Report the number of lines in the data where the word "Instant" appears, and add no other text.

### Task inputs
►
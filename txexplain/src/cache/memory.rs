//! In-process cache backed by a concurrent map.

use super::{Cache, CacheConfig, CacheKey};
use async_trait::async_trait;
use dashmap::DashMap;
use std::time::{Duration, Instant};
use tracing::trace;

#[derive(Debug, Clone)]
struct Entry {
    value: serde_json::Value,
    expires_at: Instant,
}

/// A cache that lives for the lifetime of the process.
///
/// Expired entries are removed lazily when read.
#[derive(Debug, Default)]
pub struct InMemoryCache {
    entries: DashMap<String, Entry>,
    config: CacheConfig,
}

impl InMemoryCache {
    /// Creates a cache with default TTLs.
    #[must_use]
    pub fn new() -> Self {
        Self::default()
    }

    /// Creates a cache with the given TTL table.
    #[must_use]
    pub fn with_config(config: CacheConfig) -> Self {
        Self {
            entries: DashMap::new(),
            config,
        }
    }

    /// Number of stored entries, including expired ones not yet read.
    #[must_use]
    pub fn len(&self) -> usize {
        self.entries.len()
    }

    /// Returns true if nothing is stored.
    #[must_use]
    pub fn is_empty(&self) -> bool {
        self.entries.is_empty()
    }
}

#[async_trait]
impl Cache for InMemoryCache {
    async fn get(&self, key: &CacheKey) -> Option<serde_json::Value> {
        let now = Instant::now();
        let hit = self.entries.get(key.as_str()).map(|entry| {
            if entry.expires_at > now {
                Some(entry.value.clone())
            } else {
                None
            }
        })?;

        if hit.is_none() {
            trace!(key = %key, "Cache entry expired");
            self.entries
                .remove_if(key.as_str(), |_, entry| entry.expires_at <= now);
        }
        hit
    }

    async fn set(&self, key: CacheKey, value: serde_json::Value, ttl: Duration) {
        let expires_at = Instant::now() + ttl;
        self.entries.insert(
            key.as_str().to_string(),
            Entry { value, expires_at },
        );
    }

    fn config(&self) -> &CacheConfig {
        &self.config
    }
}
◄
### Response area
4